§ What you are asked to do: Tell how many lines in the data below contain "AssetAddressType", using one number as the whole reply.

§ Provided information:
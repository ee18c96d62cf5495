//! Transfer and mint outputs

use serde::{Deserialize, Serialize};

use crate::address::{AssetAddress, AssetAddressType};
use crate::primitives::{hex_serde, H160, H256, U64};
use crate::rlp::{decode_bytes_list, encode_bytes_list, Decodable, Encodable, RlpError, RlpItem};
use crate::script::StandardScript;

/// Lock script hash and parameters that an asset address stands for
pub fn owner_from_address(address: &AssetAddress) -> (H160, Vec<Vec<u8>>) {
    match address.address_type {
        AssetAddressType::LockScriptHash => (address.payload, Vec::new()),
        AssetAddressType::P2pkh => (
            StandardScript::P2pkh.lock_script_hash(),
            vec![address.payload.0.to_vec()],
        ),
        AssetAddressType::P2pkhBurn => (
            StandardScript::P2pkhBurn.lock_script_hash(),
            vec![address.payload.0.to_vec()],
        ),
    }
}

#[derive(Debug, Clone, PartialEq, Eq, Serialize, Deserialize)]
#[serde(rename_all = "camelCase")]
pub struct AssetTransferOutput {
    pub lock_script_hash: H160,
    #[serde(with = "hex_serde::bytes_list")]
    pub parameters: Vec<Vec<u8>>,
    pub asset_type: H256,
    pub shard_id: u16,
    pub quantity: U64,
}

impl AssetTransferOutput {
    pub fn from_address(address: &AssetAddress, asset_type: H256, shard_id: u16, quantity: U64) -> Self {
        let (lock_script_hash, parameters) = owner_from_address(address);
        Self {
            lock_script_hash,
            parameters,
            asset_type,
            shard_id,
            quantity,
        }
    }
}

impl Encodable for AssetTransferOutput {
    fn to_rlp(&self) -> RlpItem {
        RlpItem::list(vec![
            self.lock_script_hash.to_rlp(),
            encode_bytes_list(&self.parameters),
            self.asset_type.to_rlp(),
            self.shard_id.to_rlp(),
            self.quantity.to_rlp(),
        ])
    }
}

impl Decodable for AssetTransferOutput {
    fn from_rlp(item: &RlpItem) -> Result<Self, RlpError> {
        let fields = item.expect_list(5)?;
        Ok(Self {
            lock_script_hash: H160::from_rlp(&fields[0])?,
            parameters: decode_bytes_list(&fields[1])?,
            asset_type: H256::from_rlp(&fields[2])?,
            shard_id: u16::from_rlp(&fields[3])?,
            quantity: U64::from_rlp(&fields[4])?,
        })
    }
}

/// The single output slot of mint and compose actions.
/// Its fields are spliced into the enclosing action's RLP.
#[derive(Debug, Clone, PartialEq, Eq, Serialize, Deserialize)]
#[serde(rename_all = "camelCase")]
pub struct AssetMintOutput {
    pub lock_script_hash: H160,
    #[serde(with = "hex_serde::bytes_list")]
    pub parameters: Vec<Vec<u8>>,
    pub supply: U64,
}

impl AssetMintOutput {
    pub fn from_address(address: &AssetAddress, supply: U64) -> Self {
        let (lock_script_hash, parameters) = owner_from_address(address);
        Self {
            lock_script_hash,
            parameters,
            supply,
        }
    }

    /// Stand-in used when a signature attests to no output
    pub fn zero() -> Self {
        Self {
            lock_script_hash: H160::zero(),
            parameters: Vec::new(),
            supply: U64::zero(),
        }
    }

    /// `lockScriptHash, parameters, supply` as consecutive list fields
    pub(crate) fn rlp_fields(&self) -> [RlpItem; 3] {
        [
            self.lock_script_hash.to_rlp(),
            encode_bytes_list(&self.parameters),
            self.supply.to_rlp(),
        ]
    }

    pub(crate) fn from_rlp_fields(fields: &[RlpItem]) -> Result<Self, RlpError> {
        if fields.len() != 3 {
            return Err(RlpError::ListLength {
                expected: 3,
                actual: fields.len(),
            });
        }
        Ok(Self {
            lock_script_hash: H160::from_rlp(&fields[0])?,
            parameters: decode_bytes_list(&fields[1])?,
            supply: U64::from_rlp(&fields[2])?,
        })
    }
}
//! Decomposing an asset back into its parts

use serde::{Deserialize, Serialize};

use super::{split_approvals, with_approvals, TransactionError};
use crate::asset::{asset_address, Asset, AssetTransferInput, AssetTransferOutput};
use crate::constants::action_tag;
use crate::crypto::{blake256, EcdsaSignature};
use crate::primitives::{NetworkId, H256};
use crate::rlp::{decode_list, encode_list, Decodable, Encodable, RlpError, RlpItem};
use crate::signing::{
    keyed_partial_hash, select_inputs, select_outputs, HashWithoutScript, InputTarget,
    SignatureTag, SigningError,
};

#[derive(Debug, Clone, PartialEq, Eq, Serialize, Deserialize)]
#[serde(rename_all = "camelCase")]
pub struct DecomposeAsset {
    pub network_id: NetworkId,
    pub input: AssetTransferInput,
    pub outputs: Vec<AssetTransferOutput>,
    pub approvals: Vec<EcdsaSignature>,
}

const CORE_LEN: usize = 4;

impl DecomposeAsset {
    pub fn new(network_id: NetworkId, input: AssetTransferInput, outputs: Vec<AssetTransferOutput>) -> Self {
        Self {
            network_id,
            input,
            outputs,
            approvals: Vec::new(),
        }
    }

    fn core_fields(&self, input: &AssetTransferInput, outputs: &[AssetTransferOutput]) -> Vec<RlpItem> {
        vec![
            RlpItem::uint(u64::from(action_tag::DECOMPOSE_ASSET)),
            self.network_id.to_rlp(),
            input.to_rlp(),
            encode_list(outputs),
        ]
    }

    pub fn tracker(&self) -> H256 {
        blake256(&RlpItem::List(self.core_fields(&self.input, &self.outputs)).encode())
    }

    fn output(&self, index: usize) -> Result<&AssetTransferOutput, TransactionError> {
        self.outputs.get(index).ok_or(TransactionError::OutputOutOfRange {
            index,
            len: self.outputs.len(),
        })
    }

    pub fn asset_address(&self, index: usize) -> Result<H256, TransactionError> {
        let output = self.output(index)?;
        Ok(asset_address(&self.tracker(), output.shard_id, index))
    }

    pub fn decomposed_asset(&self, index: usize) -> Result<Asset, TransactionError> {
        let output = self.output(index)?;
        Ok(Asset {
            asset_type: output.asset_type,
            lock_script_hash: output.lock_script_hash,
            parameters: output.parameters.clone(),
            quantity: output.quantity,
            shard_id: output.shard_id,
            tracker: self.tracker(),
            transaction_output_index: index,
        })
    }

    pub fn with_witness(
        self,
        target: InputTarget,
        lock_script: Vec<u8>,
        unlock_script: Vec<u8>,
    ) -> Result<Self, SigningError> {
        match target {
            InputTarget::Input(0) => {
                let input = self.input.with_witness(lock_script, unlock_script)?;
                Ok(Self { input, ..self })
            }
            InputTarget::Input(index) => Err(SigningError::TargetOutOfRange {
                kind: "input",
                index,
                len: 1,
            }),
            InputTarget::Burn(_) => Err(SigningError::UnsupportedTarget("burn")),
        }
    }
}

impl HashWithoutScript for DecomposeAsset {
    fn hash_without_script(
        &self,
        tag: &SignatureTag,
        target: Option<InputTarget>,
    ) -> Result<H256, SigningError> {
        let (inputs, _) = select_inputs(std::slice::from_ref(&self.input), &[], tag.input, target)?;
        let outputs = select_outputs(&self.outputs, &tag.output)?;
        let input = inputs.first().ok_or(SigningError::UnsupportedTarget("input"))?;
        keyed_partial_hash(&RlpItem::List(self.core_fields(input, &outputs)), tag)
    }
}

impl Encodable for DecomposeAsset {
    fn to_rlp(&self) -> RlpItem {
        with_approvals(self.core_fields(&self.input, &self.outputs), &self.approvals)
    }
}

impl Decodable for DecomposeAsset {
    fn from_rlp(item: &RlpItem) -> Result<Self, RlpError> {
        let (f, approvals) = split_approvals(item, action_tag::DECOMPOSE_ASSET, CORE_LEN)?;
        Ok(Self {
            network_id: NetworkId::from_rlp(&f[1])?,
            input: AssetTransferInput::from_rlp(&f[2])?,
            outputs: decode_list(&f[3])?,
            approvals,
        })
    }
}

§ Response to this task: 4